Opening times: The castle is only open on Saturdays and Sundays 10.00-16.00 from October-March. From March-September dates vary annually but the castle is generally open 10.00-16.00 Wednesday-Sunday.
Public access: An entrance fee applies for those visitors who are not English Heritage members.There are a small number of free parking spaces onsite (unsuitable for minibuses and coaches). Visitors are therefore advised to use the town car park. Wheelchair access is limited to the castle grounds only and pushchairs are not admitted. Dogs on leads are welcome.

Remains of a 15th century castle on the site of an earlier manor house dating to the 11th century. The fortified manor of Ascebi was first referenced in the Domesday Book as the property of Robert de Beaumont, later Earl of Leicester, who had owned it since 1100. In 1160, the Earls of Leicester granted the tenancy to the Zouche family, beginning with Lord Alain de Parrhoet la Souche. The family then occupied the manor until their line died out in 1399, making various additions and extensions to the manor including a new hall and solar. Their holding included a 60-acre deer park, rabbit warren and dovecot.

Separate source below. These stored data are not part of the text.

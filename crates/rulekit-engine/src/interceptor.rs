//! Interceptor chains
//!
//! A chain wraps a bound capability with zero or more ordered cross-cutting
//! behaviors (templating, tracing, logging, host-supplied concerns). The
//! chain is a right fold over the interceptor list: the terminal capability
//! is wrapped by the last interceptor, which is wrapped by the one before
//! it, so invocation order equals list order and each interceptor decides
//! if, when, and how to invoke the remainder.
//!
//! Chains are composed once at bind time and cached on the bound step; they
//! retain no per-call state and are freely re-entrant.

use std::sync::atomic::{AtomicU64, Ordering};
use std::sync::{Arc, RwLock};

use rulekit_core::ActionOutcome;

use crate::automation::Automation;
use crate::context::EventContext;
use crate::engine::AutomationOutcome;
use crate::registry::{BoundFn, StepCall, StepFuture};

/// A step-level interceptor: receives the call and the remainder of the
/// chain, and may rewrite parameters before `next`, skip `next`, or act
/// after it returns
pub type InterceptorFn<T> = Arc<dyn Fn(StepCall, BoundFn<T>) -> StepFuture<T> + Send + Sync>;

/// The composed automation-level execution path
pub type AutomationFn =
    Arc<dyn Fn(Arc<Automation>, Arc<EventContext>) -> StepFuture<AutomationOutcome> + Send + Sync>;

/// An automation-level interceptor, wrapping one whole automation run
pub type AutomationInterceptorFn = Arc<
    dyn Fn(Arc<Automation>, Arc<EventContext>, AutomationFn) -> StepFuture<AutomationOutcome>
        + Send
        + Sync,
>;

/// Compose an ordered interceptor list around a terminal capability
pub fn compose<T: 'static>(interceptors: &[InterceptorFn<T>], terminal: BoundFn<T>) -> BoundFn<T> {
    let mut next = terminal;
    for interceptor in interceptors.iter().rev() {
        let interceptor = interceptor.clone();
        let inner = next;
        next = Arc::new(move |call| interceptor(call, inner.clone()));
    }
    next
}

/// Compose automation-level interceptors around a terminal run function
pub fn compose_automation(
    interceptors: &[AutomationInterceptorFn],
    terminal: AutomationFn,
) -> AutomationFn {
    let mut next = terminal;
    for interceptor in interceptors.iter().rev() {
        let interceptor = interceptor.clone();
        let inner = next;
        next = Arc::new(move |automation, ctx| interceptor(automation, ctx, inner.clone()));
    }
    next
}

struct Slot<F> {
    priority: i32,
    seq: u64,
    interceptor: F,
}

fn insert_sorted<F>(slots: &mut Vec<Slot<F>>, slot: Slot<F>) {
    let at = slots
        .iter()
        .position(|s| (s.priority, s.seq) > (slot.priority, slot.seq))
        .unwrap_or(slots.len());
    slots.insert(at, slot);
}

fn ordered<F: Clone>(slots: &[Slot<F>]) -> Vec<F> {
    slots.iter().map(|s| s.interceptor.clone()).collect()
}

/// Ordered interceptor registrations, per capability kind plus the
/// automation level
///
/// Ordering is deterministic: ascending priority, with registration order
/// breaking ties. Chains snapshot the registrations at bind time, so
/// interceptors registered later only affect automations built later.
#[derive(Default)]
pub struct InterceptorRegistry {
    seq: AtomicU64,
    triggers: RwLock<Vec<Slot<InterceptorFn<bool>>>>,
    conditions: RwLock<Vec<Slot<InterceptorFn<bool>>>>,
    actions: RwLock<Vec<Slot<InterceptorFn<ActionOutcome>>>>,
    variables: RwLock<Vec<Slot<InterceptorFn<()>>>>,
    automations: RwLock<Vec<Slot<AutomationInterceptorFn>>>,
}

macro_rules! interceptor_registration {
    ($register:ident, $chain:ident, $field:ident, $out:ty) => {
        /// Register an interceptor at the given priority (lower runs first)
        pub fn $register<F>(&self, priority: i32, interceptor: F)
        where
            F: Fn(StepCall, BoundFn<$out>) -> StepFuture<$out> + Send + Sync + 'static,
        {
            let slot = Slot {
                priority,
                seq: self.seq.fetch_add(1, Ordering::SeqCst),
                interceptor: Arc::new(interceptor) as InterceptorFn<$out>,
            };
            insert_sorted(&mut self.$field.write().unwrap(), slot);
        }

        /// Compose the currently registered interceptors around a terminal
        pub fn $chain(&self, terminal: BoundFn<$out>) -> BoundFn<$out> {
            compose(&ordered(&self.$field.read().unwrap()), terminal)
        }
    };
}

impl InterceptorRegistry {
    /// Create an empty interceptor registry
    pub fn new() -> Self {
        Self::default()
    }

    interceptor_registration!(register_trigger_interceptor, trigger_chain, triggers, bool);
    interceptor_registration!(
        register_condition_interceptor,
        condition_chain,
        conditions,
        bool
    );
    interceptor_registration!(
        register_action_interceptor,
        action_chain,
        actions,
        ActionOutcome
    );
    interceptor_registration!(register_variable_interceptor, variable_chain, variables, ());

    /// Register an automation-level interceptor
    pub fn register_automation_interceptor<F>(&self, priority: i32, interceptor: F)
    where
        F: Fn(Arc<Automation>, Arc<EventContext>, AutomationFn) -> StepFuture<AutomationOutcome>
            + Send
            + Sync
            + 'static,
    {
        let slot = Slot {
            priority,
            seq: self.seq.fetch_add(1, Ordering::SeqCst),
            interceptor: Arc::new(interceptor) as AutomationInterceptorFn,
        };
        insert_sorted(&mut self.automations.write().unwrap(), slot);
    }

    /// Compose the automation-level chain around a terminal run function
    pub fn automation_chain(&self, terminal: AutomationFn) -> AutomationFn {
        compose_automation(&ordered(&self.automations.read().unwrap()), terminal)
    }
}

#[cfg(test)]
mod tests {
    use super::*;
    use crate::registry::StepMeta;
    use rulekit_core::{CapabilityKind, Context, Event};
    use serde_json::{json, Value};
    use std::sync::Mutex;

    fn call() -> StepCall {
        StepCall {
            meta: Arc::new(StepMeta {
                kind: CapabilityKind::Condition,
                name: "test".to_string(),
                alias: None,
            }),
            params: json!({}),
            ctx: Arc::new(EventContext::new(Event::new(
                "test_event",
                json!({}),
                Context::new(),
            ))),
        }
    }

    fn recording_interceptor(
        log: Arc<Mutex<Vec<&'static str>>>,
        label: &'static str,
    ) -> InterceptorFn<bool> {
        Arc::new(move |call, next| {
            let log = log.clone();
            Box::pin(async move {
                log.lock().unwrap().push(label);
                next(call).await
            })
        })
    }

    #[tokio::test]
    async fn test_invocation_order_equals_list_order() {
        let log = Arc::new(Mutex::new(Vec::new()));
        let interceptors = vec![
            recording_interceptor(log.clone(), "first"),
            recording_interceptor(log.clone(), "second"),
        ];

        let log_terminal = log.clone();
        let terminal: BoundFn<bool> = Arc::new(move |_call| {
            let log = log_terminal.clone();
            Box::pin(async move {
                log.lock().unwrap().push("terminal");
                Ok(true)
            })
        });

        let chain = compose(&interceptors, terminal);
        assert!(chain(call()).await.unwrap());
        assert_eq!(*log.lock().unwrap(), vec!["first", "second", "terminal"]);
    }

    #[tokio::test]
    async fn test_interceptor_can_skip_next() {
        let registry = InterceptorRegistry::new();
        registry.register_condition_interceptor(0, |_call, _next| {
            Box::pin(async { Ok(false) }) as StepFuture<bool>
        });

        let terminal: BoundFn<bool> =
            Arc::new(|_call| Box::pin(async { panic!("terminal must not run") }));
        let chain = registry.condition_chain(terminal);
        assert!(!chain(call()).await.unwrap());
    }

    #[tokio::test]
    async fn test_interceptor_can_rewrite_params() {
        let registry = InterceptorRegistry::new();
        registry.register_condition_interceptor(0, |mut call, next| {
            call.params = json!({"rewritten": true});
            next(call)
        });

        let terminal: BoundFn<bool> = Arc::new(|call| {
            Box::pin(async move { Ok(call.params["rewritten"] == Value::Bool(true)) })
        });
        let chain = registry.condition_chain(terminal);
        assert!(chain(call()).await.unwrap());
    }

    #[tokio::test]
    async fn test_priority_then_registration_order() {
        let log: Arc<Mutex<Vec<&'static str>>> = Arc::new(Mutex::new(Vec::new()));
        let registry = InterceptorRegistry::new();

        let push = |log: &Arc<Mutex<Vec<&'static str>>>, label: &'static str| {
            let log = log.clone();
            move |call: StepCall, next: BoundFn<bool>| {
                let log = log.clone();
                Box::pin(async move {
                    log.lock().unwrap().push(label);
                    next(call).await
                }) as StepFuture<bool>
            }
        };

        registry.register_condition_interceptor(10, push(&log, "late"));
        registry.register_condition_interceptor(-10, push(&log, "early"));
        registry.register_condition_interceptor(10, push(&log, "late_tie"));

        let terminal: BoundFn<bool> = Arc::new(|_call| Box::pin(async { Ok(true) }));
        let chain = registry.condition_chain(terminal);
        chain(call()).await.unwrap();

        assert_eq!(*log.lock().unwrap(), vec!["early", "late", "late_tie"]);
    }

    #[tokio::test]
    async fn test_chain_is_reentrant() {
        let registry = InterceptorRegistry::new();
        let counter = Arc::new(Mutex::new(0));
        let counter_ic = counter.clone();
        registry.register_condition_interceptor(0, move |call, next| {
            *counter_ic.lock().unwrap() += 1;
            next(call)
        });

        let terminal: BoundFn<bool> = Arc::new(|_call| Box::pin(async { Ok(true) }));
        let chain = registry.condition_chain(terminal);

        for _ in 0..3 {
            chain(call()).await.unwrap();
        }
        assert_eq!(*counter.lock().unwrap(), 3);
    }
}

The period of expansion from manor to castle began in the 15th century, when Edward IV granted both the house and land to his Lord Chamberlain, William, Lord Hastings, in gratitude for his loyalty and his actions at the Battle of Towton. Lord Hastings had plans for an impressive castle, with the old manor house at its core. In 1474, he was granted the right to crenellate (fortify) several of his manors, as well as to surround them with deer parks. Had he completed his plans for Ashby, his main residence, the imposing castle with its proposed four mighty towers, would have been set in a deer park of over 340 acres (140 ha). Hastings also ordered the building of a chapel in perpendicular style.

Above: Engraving of Ashby de la Zouch Castle, 1831

However, Hastings was executed by Richard Duke of Gloucester, later Richard III, in 1483. The half-completed castle passed to Hastings’ widow Katherine and remained in the Hastings family until the Civil War. Mary Queen of Scots was imprisoned there in 1569.

During the English Civil War, the massive tower constructed by William Hastings, along with the Kitchen Tower, was slighted (damaged to render it unusable) by order of Parliament. However, parts of the castle were habitable until the 1700s. In the 19th century, Ashby de la Zouch Castle achieved fame through Sir Walter Scott‘s novel “Ivanhoe”, as he used it as the setting for the tournament episode.

What remains of the castle is still imposing. It is one of the few defensive constructions to have a genuine underground passage, between the Hastings Tower and the Kitchen Tower. Most of the other so-called secret passageways in castles and ecclesiastical buildings are simply the main drain!